Мессалина в столь ужасный момент не потеряла головы. Она решительно направилась навстречу Клавдию, намереваясь предстать перед своим супругом, зная, как часто этот приём ей помогал. Одновременно она приказала привести Британника и Октавию, чтобы те обняли отца, и умоляла Вибидию, старейшую весталку, испросить для неё милости у великого понтифика. Итак, она отправилась в сопровождении лишь трёх человек, прошла пешком через весь город и, найдя у ворот телегу, взобралась на неё и поехала в Остию – и всё это без единого сочувствующего взгляда, ибо ужас перед её поведением заглушал все прочие чувства.

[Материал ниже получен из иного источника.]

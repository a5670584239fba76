//! Trends subcommand - publications per topic and year

use anyhow::Result;

use super::open_dashboard;
use crate::config::Config;
use crate::render::trend_table;

pub fn run(config: &Config) -> Result<()> {
    let dashboard = open_dashboard(config)?;
    println!("{}", trend_table(&dashboard.trend()));
    Ok(())
}
//! Dashboard session: immutable dataset + selection + command handlers
//!
//! Each handler updates one field of the selection and returns the view it
//! invalidates, recomputed from scratch.

use crate::articles::{ArticleQuery, query_articles};
use crate::metrics::{TopicMetrics, compute_metrics};
use crate::model::Dataset;
use crate::selection::Selection;
use crate::series::{TrendSeries, VolumeEntry, build_trend_series, build_volume_series};
use crate::settings::DashboardSettings;
use crate::view::{
    ArticlePanel, ChartData, DashboardView, SelectionView, article_panel, metric_cards,
    trend_chart, volume_chart,
};
use crate::year::YearFilter;

pub struct Dashboard {
    dataset: Dataset,
    settings: DashboardSettings,
    selection: Selection,
}

impl Dashboard {
    /// Start a session on `dataset`, selecting `default_topic` if present.
    pub fn new(dataset: Dataset, settings: DashboardSettings, default_topic: Option<&str>) -> Self {
        let selection = Selection::initial(&dataset, default_topic);
        log::debug!(
            "dashboard ready: {} topics, {} articles, topic {:?}",
            dataset.len(),
            dataset.article_count(),
            selection.topic
        );
        Self {
            dataset,
            settings,
            selection,
        }
    }

    pub fn dataset(&self) -> &Dataset {
        &self.dataset
    }

    pub fn settings(&self) -> &DashboardSettings {
        &self.settings
    }

    pub fn selection(&self) -> &Selection {
        &self.selection
    }

    fn parse_year(&self, raw: &str) -> YearFilter {
        YearFilter::parse(raw, self.settings.years)
    }

    // === Queries ===

    pub fn metrics(&self) -> Vec<TopicMetrics> {
        compute_metrics(&self.dataset, self.settings.years)
    }

    pub fn trend(&self) -> TrendSeries {
        build_trend_series(&self.dataset, self.settings.years)
    }

    pub fn volume(&self) -> Vec<VolumeEntry> {
        build_volume_series(&self.dataset, &self.selection.volume_year_filter)
    }

    pub fn articles(&self) -> ArticleQuery<'_> {
        query_articles(
            &self.dataset,
            self.settings.years,
            &self.selection,
            self.settings.keyword_limit,
        )
    }

    // === Views ===

    pub fn article_panel(&self) -> ArticlePanel {
        article_panel(&self.articles())
    }

    pub fn volume_chart(&self) -> ChartData {
        volume_chart(
            &self.volume(),
            &self.selection.volume_year_filter,
            &self.settings,
        )
    }

    pub fn trend_chart(&self) -> ChartData {
        trend_chart(&self.trend(), &self.settings)
    }

    pub fn view(&self) -> DashboardView {
        DashboardView {
            topics: self.dataset.topics().map(str::to_string).collect(),
            selection: SelectionView::from(&self.selection),
            metrics: metric_cards(&self.metrics(), self.settings.years),
            trend_chart: self.trend_chart(),
            volume_chart: self.volume_chart(),
            articles: self.article_panel(),
        }
    }

    // === Command handlers ===

    pub fn on_topic_selected(&mut self, topic: &str) -> ArticlePanel {
        if !self.dataset.contains(topic) {
            log::warn!("topic {topic:?} is not in the dataset");
        }
        self.selection.topic = topic.to_string();
        self.article_panel()
    }

    pub fn on_year_filter_changed(&mut self, raw: &str) -> ArticlePanel {
        self.selection.year_filter = self.parse_year(raw);
        self.article_panel()
    }

    pub fn on_search_changed(&mut self, text: &str) -> ArticlePanel {
        self.selection.search_query = text.to_lowercase();
        self.article_panel()
    }

    pub fn on_volume_year_changed(&mut self, raw: &str) -> ChartData {
        self.selection.volume_year_filter = self.parse_year(raw);
        self.volume_chart()
    }
}

#[cfg(test)]
mod tests {
    use super::*;
    use crate::view::{NO_ARTICLES, NO_KEYWORDS};
    use serde_json::json;

    fn dashboard() -> Dashboard {
        let dataset: Dataset = serde_json::from_value(json!({
            "Blockchain": {"yearly_stats": [
                {"year": 2020, "count": 10, "top_articles": [
                    {"title": "Blockchain in supply chains", "url": "u1", "keywords": ["Supply chain", "Blockchain"]}
                ]},
                {"year": 2025, "count": 25, "top_articles": [
                    {"title": "Rollups", "url": "u2", "keywords": ["Scalability"]}
                ]}
            ]},
            "Smart contract": {"yearly_stats": [
                {"year": 2021, "count": 4, "top_articles": [
                    {"title": "Formal verification of smart contracts", "url": "u3", "keywords": ["Verification"]}
                ]}
            ]}
        }))
        .unwrap();
        Dashboard::new(dataset, DashboardSettings::default(), None)
    }

    #[test]
    fn starts_on_first_topic_with_everything_selected() {
        let dash = dashboard();
        assert_eq!(dash.selection().topic, "Blockchain");
        assert_eq!(dash.article_panel().articles.len(), 2);
        assert_eq!(dash.volume_chart().datasets[0].data, [35, 4]);
    }

    #[test]
    fn topic_handler_switches_articles() {
        let mut dash = dashboard();
        let panel = dash.on_topic_selected("Smart contract");
        assert_eq!(panel.articles.len(), 1);
        assert_eq!(panel.articles[0].year, 2021);
        assert_eq!(panel.keywords, ["verification"]);

        let panel = dash.on_topic_selected("Unknown");
        assert!(panel.articles.is_empty());
        assert_eq!(panel.empty_articles_message, Some(NO_ARTICLES));
        assert_eq!(panel.empty_keywords_message, Some(NO_KEYWORDS));
    }

    #[test]
    fn year_and_search_handlers_compose() {
        let mut dash = dashboard();
        let panel = dash.on_year_filter_changed("2025");
        assert_eq!(panel.articles.len(), 1);
        assert_eq!(panel.articles[0].title, "Rollups");

        let panel = dash.on_search_changed("ROLL");
        assert_eq!(panel.articles.len(), 1);
        assert_eq!(dash.selection().search_query, "roll");

        let panel = dash.on_year_filter_changed("all");
        assert_eq!(panel.articles.len(), 1);

        let panel = dash.on_search_changed("");
        assert_eq!(panel.articles.len(), 2);
    }

    #[test]
    fn volume_handler_is_independent_of_article_year() {
        let mut dash = dashboard();
        dash.on_year_filter_changed("2020");

        let chart = dash.on_volume_year_changed("2021");
        assert_eq!(chart.datasets[0].data, [0, 4]);
        assert_eq!(chart.datasets[0].label, "Publications in 2021");
        assert_eq!(dash.selection().year_filter, YearFilter::Year(2020));

        let chart = dash.on_volume_year_changed("not a year");
        assert_eq!(chart.datasets[0].data, [0, 0]);
    }

    #[test]
    fn full_view_serializes() {
        let dash = dashboard();
        let view = dash.view();
        assert_eq!(view.topics, ["Blockchain", "Smart contract"]);
        assert_eq!(view.metrics[0].growth_label, "+150% (2020-2025)");
        assert_eq!(view.metrics[1].growth_label, "+0% (2020-2025)");
        assert_eq!(view.trend_chart.datasets[0].data, [10, 0, 0, 0, 0, 25]);

        let value = serde_json::to_value(&view).unwrap();
        assert_eq!(value["selection"]["year"], "all");
        assert_eq!(value["volumeChart"]["type"], "bar");
        assert_eq!(value["articles"]["keywords"][0], "supply chain");
    }
}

Расчёты Мессалины были верны, но ей противостоял бдительный враг. Нарцисс, не доверяя префекту претория Лузию Гете – человеку без принципов, в равной мере способному на добро и зло в зависимости от обстоятельств – открыто заявил Клавдию, подкрепляя свои слова мнением тех, кто разделял его опасения, что жизни императора ничто не угрожает, лишь если на этот день командование гвардией будет передано одному из вольноотпущенников, и предложил взять это на себя. Более того, опасаясь, что во время пути из Остии в Рим (хотя он и недолог) речи Вителлия и Цецины Ларга не поколеблют дух Клавдия и не заставят его изменить решение, он попросил и получил место в императорской повозке.
Клавдий метался в речах. То он выказывал жгучую ярость против ужасных пороков Мессалины, то воспоминание о брачных узах смягчало его, особенно при мысли о малолетних детях. На эти противоречивые замечания Вителлий отвечал лишь: «О позор! О преступление!» Нарцисс настаивал, чтобы тот высказался яснее и раскрыл свои истинные чувства. Но от этого царедворца он добился лишь двусмысленных слов, допускавших любые толкования в зависимости от обстоятельств; Цецина же подражал этой искусной скрытности.
Тем временем Мессалина приближалась и громко требовала, чтобы мать Британника и Октавии выслушали в свою защиту. Обвинитель кричал ещё громче, напоминая о её браке с Силием, и, чтобы отвлечь внимание Клавдия от Мессалины, подал ему записку с перечнем всех её преступлений. При въезде в город приготовились представить императору Британника и Октавию, но Нарцисс велел увести их. Весталку он отстранить не смог: та напомнила Клавдию, что священные законы обязывают его не осуждать жену, не выслушав её оправданий. Нарцисс ответил, что император даст ей слово и полную свободу защищаться, а пока весталке лучше заняться религиозными обрядами, к которым её обязывает долг. Всё это время Клавдий хранил молчание с непостижимой тупостью; Вителлий делал вид, будто не понимает, о чём идёт речь; всем распоряжался вольноотпущенник.
Нарцисс повёл императора прямиком в дом Силия и, показав ему в прихожей почётно размещённое изображение отца Силия (хотя сенатским постановлением его память была опозорена), продемонстрировал мебель и драгоценности, некогда украшавшие дома Неронов и Друзов, а ныне ставшие наградой за разврат и прелюбодеяние.
Это зрелище разъярило Клавдия, и он заговорил в угрожающем тоне. Видя его настроение, Нарцисс поспешно доставил его в лагерь преторианцев, где войска были собраны для встречи. Император, подсказанный вольноотпущенником, произнёс краткую речь – ибо если негодование и рвалось наружу, то стыд его сдерживал. Солдаты, разделяя праведный гнев императора, громко требовали назвать имена виновных, дабы свершить скорый и суровый суд.
Первым предстал перед трибуналом Силий. Проявив мужество, которого нельзя было ожидать от человека, погрязшего в разврате, он не пытался оправдаться, не искал отсрочки и просил лишь об одном – о быстрой казни. Многие другие – и сенаторы, и всадники – погибли с той же твёрдостью. Лишь Мнестер колебался и пытался защищаться. Когда с него сорвали одежду, он кричал, что стал преступником против воли, и напоминал, что император сам приказал ему во всём повиноваться Мессалине. Клавдий, всегда слабовольный, дрогнул и уже готов был смягчиться. Но вольноотпущенники указали ему, что, проявив строгость к столь знатным лицам, негоже миловать какого-то актёра, да и неважно, был ли Мнестер преступником поневоле или добровольно. Так он был казнён. Не выслушали и защиту всадника Траула Монтана, молодого человека безупречного поведения, который, увы, приглянулся Мессалине своей красотой и был единожды вызван на её развратное сборище. Плавтия Латерана помиловали в память о недавних заслугах его дяди, покорившего часть Британии. Суилий Цезоний обязан жизнью своим порокам, столь низким, что они лишали его даже человеческого достоинства.